- _The problem_: Within the data that follows, set down exactly the lines from the one containing "embedder, summarizer, MemoryConfig::default())" through the one containing "async fn embed_text(&self, _text: &str)", both ends included.

- _Supplied entries_:
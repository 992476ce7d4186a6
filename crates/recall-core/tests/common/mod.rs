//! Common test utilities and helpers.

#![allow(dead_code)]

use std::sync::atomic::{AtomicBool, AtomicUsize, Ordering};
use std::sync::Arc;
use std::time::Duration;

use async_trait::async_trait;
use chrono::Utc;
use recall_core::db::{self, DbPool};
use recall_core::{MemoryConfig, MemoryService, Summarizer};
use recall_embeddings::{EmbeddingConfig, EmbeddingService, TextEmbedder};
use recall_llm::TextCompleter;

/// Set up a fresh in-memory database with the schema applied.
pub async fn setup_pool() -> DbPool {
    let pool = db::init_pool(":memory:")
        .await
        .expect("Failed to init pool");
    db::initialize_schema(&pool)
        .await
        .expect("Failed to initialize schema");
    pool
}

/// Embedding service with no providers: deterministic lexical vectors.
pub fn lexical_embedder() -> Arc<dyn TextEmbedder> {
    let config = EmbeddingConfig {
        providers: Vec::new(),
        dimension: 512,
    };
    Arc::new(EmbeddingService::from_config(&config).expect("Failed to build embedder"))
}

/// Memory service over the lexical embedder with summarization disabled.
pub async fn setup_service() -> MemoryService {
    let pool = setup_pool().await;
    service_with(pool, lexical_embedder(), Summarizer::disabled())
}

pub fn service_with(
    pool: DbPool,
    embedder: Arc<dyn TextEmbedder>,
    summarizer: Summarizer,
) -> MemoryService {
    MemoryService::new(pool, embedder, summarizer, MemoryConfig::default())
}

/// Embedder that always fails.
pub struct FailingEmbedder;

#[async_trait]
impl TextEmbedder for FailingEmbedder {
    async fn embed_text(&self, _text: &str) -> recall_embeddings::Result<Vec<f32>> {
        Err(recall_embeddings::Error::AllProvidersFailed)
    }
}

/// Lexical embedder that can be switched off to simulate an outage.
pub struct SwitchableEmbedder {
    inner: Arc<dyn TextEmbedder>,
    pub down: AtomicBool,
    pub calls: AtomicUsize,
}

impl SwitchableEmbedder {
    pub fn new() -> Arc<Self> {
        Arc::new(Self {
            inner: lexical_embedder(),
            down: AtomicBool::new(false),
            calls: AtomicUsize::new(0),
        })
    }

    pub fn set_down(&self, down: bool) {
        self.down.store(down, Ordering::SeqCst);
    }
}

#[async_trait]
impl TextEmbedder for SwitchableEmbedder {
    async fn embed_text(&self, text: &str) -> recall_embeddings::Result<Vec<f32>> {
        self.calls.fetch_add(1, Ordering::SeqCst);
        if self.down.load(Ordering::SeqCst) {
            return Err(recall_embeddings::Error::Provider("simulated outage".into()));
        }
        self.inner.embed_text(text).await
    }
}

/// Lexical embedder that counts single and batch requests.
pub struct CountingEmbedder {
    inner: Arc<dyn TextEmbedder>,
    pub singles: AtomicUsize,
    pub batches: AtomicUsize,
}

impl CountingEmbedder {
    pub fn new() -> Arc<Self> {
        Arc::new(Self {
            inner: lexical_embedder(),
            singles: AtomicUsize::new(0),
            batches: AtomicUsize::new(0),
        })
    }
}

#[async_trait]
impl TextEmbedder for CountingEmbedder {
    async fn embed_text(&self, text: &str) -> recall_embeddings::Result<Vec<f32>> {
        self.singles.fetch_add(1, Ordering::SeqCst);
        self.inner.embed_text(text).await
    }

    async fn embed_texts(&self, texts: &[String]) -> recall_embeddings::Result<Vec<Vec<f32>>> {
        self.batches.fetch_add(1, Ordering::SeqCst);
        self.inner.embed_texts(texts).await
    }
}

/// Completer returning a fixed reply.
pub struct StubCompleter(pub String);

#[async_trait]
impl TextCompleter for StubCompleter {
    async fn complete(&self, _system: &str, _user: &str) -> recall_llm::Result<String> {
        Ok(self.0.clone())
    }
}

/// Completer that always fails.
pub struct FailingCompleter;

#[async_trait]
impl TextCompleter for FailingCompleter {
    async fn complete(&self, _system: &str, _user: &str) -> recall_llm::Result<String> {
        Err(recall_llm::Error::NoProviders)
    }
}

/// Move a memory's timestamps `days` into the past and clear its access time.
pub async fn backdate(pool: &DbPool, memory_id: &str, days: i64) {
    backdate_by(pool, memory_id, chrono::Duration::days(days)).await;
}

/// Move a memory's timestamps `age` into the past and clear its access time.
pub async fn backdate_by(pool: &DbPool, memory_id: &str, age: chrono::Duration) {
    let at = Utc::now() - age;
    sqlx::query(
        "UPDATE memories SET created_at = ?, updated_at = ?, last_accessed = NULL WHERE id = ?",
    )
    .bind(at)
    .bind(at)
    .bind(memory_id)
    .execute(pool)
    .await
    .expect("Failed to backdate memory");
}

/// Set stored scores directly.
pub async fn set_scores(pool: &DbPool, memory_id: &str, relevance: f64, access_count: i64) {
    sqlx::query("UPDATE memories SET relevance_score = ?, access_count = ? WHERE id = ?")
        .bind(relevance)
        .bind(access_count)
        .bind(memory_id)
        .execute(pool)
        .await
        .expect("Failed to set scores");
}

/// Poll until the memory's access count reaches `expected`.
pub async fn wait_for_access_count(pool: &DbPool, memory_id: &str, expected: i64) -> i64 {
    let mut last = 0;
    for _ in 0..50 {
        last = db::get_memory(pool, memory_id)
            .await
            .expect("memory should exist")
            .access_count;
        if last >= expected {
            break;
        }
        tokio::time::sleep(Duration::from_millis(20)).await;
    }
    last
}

- _Result of this task_:
    MemoryService::new(pool, embedder, summarizer, MemoryConfig::default())
}

/// Embedder that always fails.
pub struct FailingEmbedder;

#[async_trait]
impl TextEmbedder for FailingEmbedder {
    async fn embed_text(&self, _text: &str) -> recall_embeddings::Result<Vec<f32>> {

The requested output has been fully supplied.